Stored dataset items
* * * * * * *
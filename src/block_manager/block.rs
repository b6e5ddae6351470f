// SPDX-FileCopyrightText: Copyright (c) 2024-2025 NVIDIA CORPORATION & AFFILIATES. All rights reserved.
// SPDX-License-Identifier: Apache-2.0

//! Block metadata and the block arena.
//!
//! A [`KvCacheBlock`] is pure metadata: identity, pool residency, reference
//! counts, reuse-trie links and free-list threading. The [`BlockArena`] owns
//! every block (indexed by [`BlockId`]); the trie, the free lists and the
//! sequence records all refer to blocks by id, so there is no shared or
//! cyclic ownership anywhere in the manager.
//!
//! The reuse trie is threaded through the blocks themselves: `prev` points
//! at the parent, `next` maps a child's [`BlockKey`] to its id. A sentinel
//! root block (no key, no storage slot) lives at the last arena index.

use std::collections::HashMap;

use crate::tokens::BlockKey;

use super::KvCacheError;

/// Dense block identity, stable across pool moves.
pub type BlockId = usize;

/// Compact pool slot reference: the high bit selects the tier (set =
/// secondary), the low 31 bits are the slot index within that tier.
///
/// Kernels consume these directly, so the encoding is part of the export
/// surface.
#[derive(Debug, Clone, Copy, PartialEq, Eq, Hash)]
pub struct KvCacheIndex(u32);

impl KvCacheIndex {
    const SECONDARY_FLAG: u32 = 1 << 31;

    pub fn primary(slot: u32) -> Self {
        debug_assert_eq!(slot & Self::SECONDARY_FLAG, 0);
        Self(slot)
    }

    pub fn secondary(slot: u32) -> Self {
        debug_assert_eq!(slot & Self::SECONDARY_FLAG, 0);
        Self(slot | Self::SECONDARY_FLAG)
    }

    pub fn is_primary(&self) -> bool {
        self.0 & Self::SECONDARY_FLAG == 0
    }

    /// Slot index within the selected pool.
    pub fn slot(&self) -> u32 {
        self.0 & !Self::SECONDARY_FLAG
    }

    /// Index of the K (`field = 0`) or V (`field = 1`) plane of this slot
    /// inside a pool of shape `[n_blocks, 2, ...]`.
    pub fn plane(&self, field: u32) -> KvCacheIndex {
        debug_assert!(field < 2);
        Self((self.0 & Self::SECONDARY_FLAG) | (self.slot() * 2 + field))
    }

    /// Raw value as exported to kernels.
    pub fn raw(&self) -> u32 {
        self.0
    }
}

impl Default for KvCacheIndex {
    fn default() -> Self {
        Self::primary(0)
    }
}

/// Metadata record for one fixed-size KV slot.
#[derive(Debug)]
pub struct KvCacheBlock {
    block_id: BlockId,
    pool_index: KvCacheIndex,
    ref_count: u32,
    scheduling_ref_count: u32,
    /// Set once the block was filled with a whole block of tokens and filed
    /// under `block_key` in its parent's children map.
    is_full: bool,
    block_key: BlockKey,
    /// Parent in the reuse trie. Never owning; the arena owns all blocks.
    prev: Option<BlockId>,
    /// Children in the reuse trie, keyed by the tokens they were filled with.
    next: HashMap<BlockKey, BlockId>,

    // Free-list threading; maintained by `FreeBlockQueue`.
    pub(super) prev_free: Option<BlockId>,
    pub(super) next_free: Option<BlockId>,
    pub(super) in_free_list: bool,
}

impl KvCacheBlock {
    fn new(block_id: BlockId, pool_index: KvCacheIndex) -> Self {
        Self {
            block_id,
            pool_index,
            ref_count: 0,
            scheduling_ref_count: 0,
            is_full: false,
            block_key: BlockKey::new(0, Vec::new()),
            prev: None,
            next: HashMap::new(),
            prev_free: None,
            next_free: None,
            in_free_list: false,
        }
    }

    pub fn block_id(&self) -> BlockId {
        self.block_id
    }

    pub fn pool_index(&self) -> KvCacheIndex {
        self.pool_index
    }

    pub fn ref_count(&self) -> u32 {
        self.ref_count
    }

    pub fn scheduling_ref_count(&self) -> u32 {
        self.scheduling_ref_count
    }

    pub fn is_full(&self) -> bool {
        self.is_full
    }

    pub fn block_key(&self) -> &BlockKey {
        &self.block_key
    }

    pub fn prev(&self) -> Option<BlockId> {
        self.prev
    }

    pub fn has_children(&self) -> bool {
        !self.next.is_empty()
    }

    pub fn num_children(&self) -> usize {
        self.next.len()
    }

    pub fn in_free_list(&self) -> bool {
        self.in_free_list
    }

    pub fn has_refs(&self) -> bool {
        self.ref_count > 0
    }

    /// A block referenced from more than one (beam, position) is shared.
    pub fn is_shared(&self) -> bool {
        self.ref_count > 1
    }

    pub(super) fn inc_ref(&mut self) -> u32 {
        self.ref_count += 1;
        self.ref_count
    }

    pub(super) fn dec_ref(&mut self) -> Result<u32, KvCacheError> {
        if self.ref_count == 0 {
            return Err(KvCacheError::InvariantViolation(format!(
                "ref count underflow on block {}",
                self.block_id
            )));
        }
        self.ref_count -= 1;
        Ok(self.ref_count)
    }

    pub(super) fn start_scheduling(&mut self) {
        self.scheduling_ref_count = self.ref_count;
    }

    pub(super) fn dec_scheduling_ref(&mut self) -> Result<u32, KvCacheError> {
        if self.scheduling_ref_count == 0 {
            return Err(KvCacheError::InvariantViolation(format!(
                "scheduling ref count underflow on block {}",
                self.block_id
            )));
        }
        self.scheduling_ref_count -= 1;
        Ok(self.scheduling_ref_count)
    }
}

/// Owner of all block metadata, including the trie's sentinel root.
#[derive(Debug)]
pub struct BlockArena {
    blocks: Vec<KvCacheBlock>,
    root: BlockId,
}

impl BlockArena {
    /// Build an arena of `num_primary + num_secondary` blocks plus the
    /// sentinel root. Primary slots come first so `block_id` doubles as the
    /// primary slot index for fresh pools.
    pub fn new(num_primary: u32, num_secondary: u32) -> Self {
        let total = (num_primary + num_secondary) as usize;
        let mut blocks = Vec::with_capacity(total + 1);
        for slot in 0..num_primary {
            blocks.push(KvCacheBlock::new(slot as BlockId, KvCacheIndex::primary(slot)));
        }
        for slot in 0..num_secondary {
            blocks.push(KvCacheBlock::new(
                (num_primary + slot) as BlockId,
                KvCacheIndex::secondary(slot),
            ));
        }
        // Sentinel root; its pool index is never read.
        blocks.push(KvCacheBlock::new(total, KvCacheIndex::primary(0)));

        Self {
            blocks,
            root: total,
        }
    }

    pub fn root(&self) -> BlockId {
        self.root
    }

    /// Number of real blocks, excluding the sentinel root.
    pub fn num_blocks(&self) -> usize {
        self.root
    }

    pub fn block(&self, id: BlockId) -> &KvCacheBlock {
        &self.blocks[id]
    }

    pub fn block_mut(&mut self, id: BlockId) -> &mut KvCacheBlock {
        &mut self.blocks[id]
    }

    pub fn iter(&self) -> impl Iterator<Item = &KvCacheBlock> {
        self.blocks[..self.root].iter()
    }

    pub(super) fn iter_mut(&mut self) -> impl Iterator<Item = &mut KvCacheBlock> {
        let root = self.root;
        self.blocks[..root].iter_mut()
    }

    /// Look up the child of `parent` filed under `key`.
    pub fn find_matching(&self, parent: BlockId, key: &BlockKey) -> Option<BlockId> {
        self.blocks[parent].next.get(key).copied()
    }

    /// A block is in the trie iff it hangs off a parent.
    pub fn is_linked(&self, id: BlockId) -> bool {
        self.blocks[id].prev.is_some()
    }

    /// File `child` under `parent` with `key`, marking it full.
    pub fn link_child(
        &mut self,
        parent: BlockId,
        key: BlockKey,
        child: BlockId,
    ) -> Result<(), KvCacheError> {
        if self.blocks[child].prev.is_some() {
            return Err(KvCacheError::InvariantViolation(format!(
                "block {child} is already linked in the reuse trie"
            )));
        }
        if self.blocks[parent].next.contains_key(&key) {
            return Err(KvCacheError::InvariantViolation(format!(
                "parent {parent} already has a child under this key"
            )));
        }

        let block = &mut self.blocks[child];
        block.prev = Some(parent);
        block.block_key = key.clone();
        block.is_full = true;
        self.blocks[parent].next.insert(key, child);
        Ok(())
    }

    /// Detach `id` from its parent, clearing its key. Children are kept:
    /// a block claimed for reuse still spells valid deeper prefixes, and
    /// rejoins the trie with its subtree when it is stored again.
    pub fn unlink_from_parent(&mut self, id: BlockId) -> Result<(), KvCacheError> {
        let Some(parent) = self.blocks[id].prev else {
            return Ok(());
        };

        let key = std::mem::replace(&mut self.blocks[id].block_key, BlockKey::new(0, Vec::new()));
        match self.blocks[parent].next.remove(&key) {
            Some(linked) if linked == id => {}
            _ => {
                return Err(KvCacheError::InvariantViolation(format!(
                    "trie key mismatch unlinking block {id} from parent {parent}"
                )));
            }
        }

        let block = &mut self.blocks[id];
        block.prev = None;
        block.is_full = false;
        Ok(())
    }

    /// Ids of `start` plus all its keyed descendants.
    pub fn keyed_subtree_ids(&self, start: BlockId) -> Vec<BlockId> {
        let mut ids = Vec::new();
        let mut stack = vec![start];
        while let Some(id) = stack.pop() {
            if self.blocks[id].is_full {
                ids.push(id);
            }
            stack.extend(self.blocks[id].next.values().copied());
        }
        ids
    }

    /// Evict a whole subtree from the trie: detach `start` from its parent
    /// and unkey every block below it. The blocks revert to fresh state but
    /// keep their free-list positions.
    pub fn sever_subtree(&mut self, start: BlockId) -> Result<(), KvCacheError> {
        self.unlink_from_parent(start)?;

        let mut stack = vec![start];
        while let Some(id) = stack.pop() {
            let block = &mut self.blocks[id];
            stack.extend(block.next.values().copied());
            block.next.clear();
            block.prev = None;
            block.is_full = false;
            block.block_key = BlockKey::new(0, Vec::new());
        }
        Ok(())
    }

    /// True if any block below `id` (excluding `id` itself) resides in
    /// primary memory.
    pub fn has_primary_descendant(&self, id: BlockId) -> bool {
        let mut stack: Vec<BlockId> = self.blocks[id].next.values().copied().collect();
        while let Some(child) = stack.pop() {
            if self.blocks[child].pool_index.is_primary() {
                return true;
            }
            stack.extend(self.blocks[child].next.values().copied());
        }
        false
    }

    /// Descend from `start` into an arbitrary child until a childless block
    /// is reached. Evicting such a block never orphans other reusable
    /// blocks.
    pub fn find_leaf(&self, start: BlockId) -> BlockId {
        let mut id = start;
        while let Some(&child) = self.blocks[id].next.values().next() {
            id = child;
        }
        id
    }

    /// Swap pool residency of two blocks; identities are untouched.
    pub fn swap_pool_index(&mut self, a: BlockId, b: BlockId) {
        let index_a = self.blocks[a].pool_index;
        self.blocks[a].pool_index = std::mem::replace(&mut self.blocks[b].pool_index, index_a);
    }

    /// Depth of `id` below the root; used by invariant checks.
    pub fn trie_depth(&self, id: BlockId) -> Option<usize> {
        let mut depth = 0;
        let mut cur = id;
        while let Some(parent) = self.blocks[cur].prev {
            depth += 1;
            if depth > self.num_blocks() {
                return None;
            }
            cur = parent;
        }
        (cur == self.root).then_some(depth)
    }
}

#[cfg(test)]
mod tests {
    use super::*;
    use crate::tokens::unique_tokens;

    fn key(tokens: &[u32]) -> BlockKey {
        BlockKey::new(0, unique_tokens(tokens))
    }

    #[test]
    fn test_kv_cache_index_encoding() {
        let p = KvCacheIndex::primary(5);
        assert!(p.is_primary());
        assert_eq!(p.slot(), 5);
        assert_eq!(p.raw(), 5);

        let s = KvCacheIndex::secondary(5);
        assert!(!s.is_primary());
        assert_eq!(s.slot(), 5);
        assert_ne!(s.raw(), p.raw());

        // K/V planes interleave within the pool
        assert_eq!(p.plane(0).raw(), 10);
        assert_eq!(p.plane(1).raw(), 11);
        assert_eq!(s.plane(1).slot(), 11);
        assert!(!s.plane(1).is_primary());
    }

    #[test]
    fn test_arena_layout() {
        let arena = BlockArena::new(4, 2);
        assert_eq!(arena.num_blocks(), 6);
        assert_eq!(arena.root(), 6);

        for id in 0..4 {
            assert!(arena.block(id).pool_index().is_primary());
            assert_eq!(arena.block(id).pool_index().slot(), id as u32);
        }
        for id in 4..6 {
            assert!(!arena.block(id).pool_index().is_primary());
            assert_eq!(arena.block(id).pool_index().slot(), (id - 4) as u32);
        }
    }

    #[test]
    fn test_link_and_unlink() {
        let mut arena = BlockArena::new(4, 0);
        let root = arena.root();

        arena.link_child(root, key(&[1, 2]), 0).unwrap();
        arena.link_child(0, key(&[3, 4]), 1).unwrap();

        assert!(arena.block(0).is_full());
        assert_eq!(arena.find_matching(root, &key(&[1, 2])), Some(0));
        assert_eq!(arena.find_matching(0, &key(&[3, 4])), Some(1));
        assert_eq!(arena.trie_depth(1), Some(2));

        // double-link and key collision are bugs
        assert!(arena.link_child(root, key(&[9, 9]), 0).is_err());
        assert!(arena.link_child(root, key(&[1, 2]), 2).is_err());

        // detach the parent; the child subtree stays attached to it
        arena.unlink_from_parent(0).unwrap();
        assert!(!arena.block(0).is_full());
        assert!(arena.find_matching(root, &key(&[1, 2])).is_none());
        assert_eq!(arena.find_matching(0, &key(&[3, 4])), Some(1));
        assert_eq!(arena.trie_depth(1), None, "orphaned until re-stored");
    }

    #[test]
    fn test_sever_subtree() {
        let mut arena = BlockArena::new(4, 0);
        let root = arena.root();

        arena.link_child(root, key(&[1]), 0).unwrap();
        arena.link_child(0, key(&[2]), 1).unwrap();
        arena.link_child(1, key(&[3]), 2).unwrap();

        let keyed = arena.keyed_subtree_ids(0);
        assert_eq!(keyed.len(), 3);

        arena.sever_subtree(0).unwrap();
        for id in 0..3 {
            assert!(!arena.block(id).is_full());
            assert!(arena.block(id).prev().is_none());
            assert!(!arena.block(id).has_children());
        }
        assert!(arena.find_matching(root, &key(&[1])).is_none());
    }

    #[test]
    fn test_primary_descendants_and_leaves() {
        let mut arena = BlockArena::new(2, 2);
        let root = arena.root();

        // primary 0 -> secondary 2 -> primary 1
        arena.link_child(root, key(&[1]), 0).unwrap();
        arena.link_child(0, key(&[2]), 2).unwrap();
        arena.link_child(2, key(&[3]), 1).unwrap();

        assert!(arena.has_primary_descendant(0));
        assert!(arena.has_primary_descendant(2));
        assert!(!arena.has_primary_descendant(1));
        assert_eq!(arena.find_leaf(root), 1);

        arena.unlink_from_parent(1).unwrap();
        assert!(!arena.has_primary_descendant(0), "only secondary left below");
    }

    #[test]
    fn test_ref_count_underflow_detected() {
        let mut arena = BlockArena::new(1, 0);
        arena.block_mut(0).inc_ref();
        assert_eq!(arena.block_mut(0).dec_ref().unwrap(), 0);
        assert!(arena.block_mut(0).dec_ref().is_err());
    }
}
* * * * * * *
The answer should be one number, the count of lines in the data that include the string "crate".

▶ _Task solution_: 2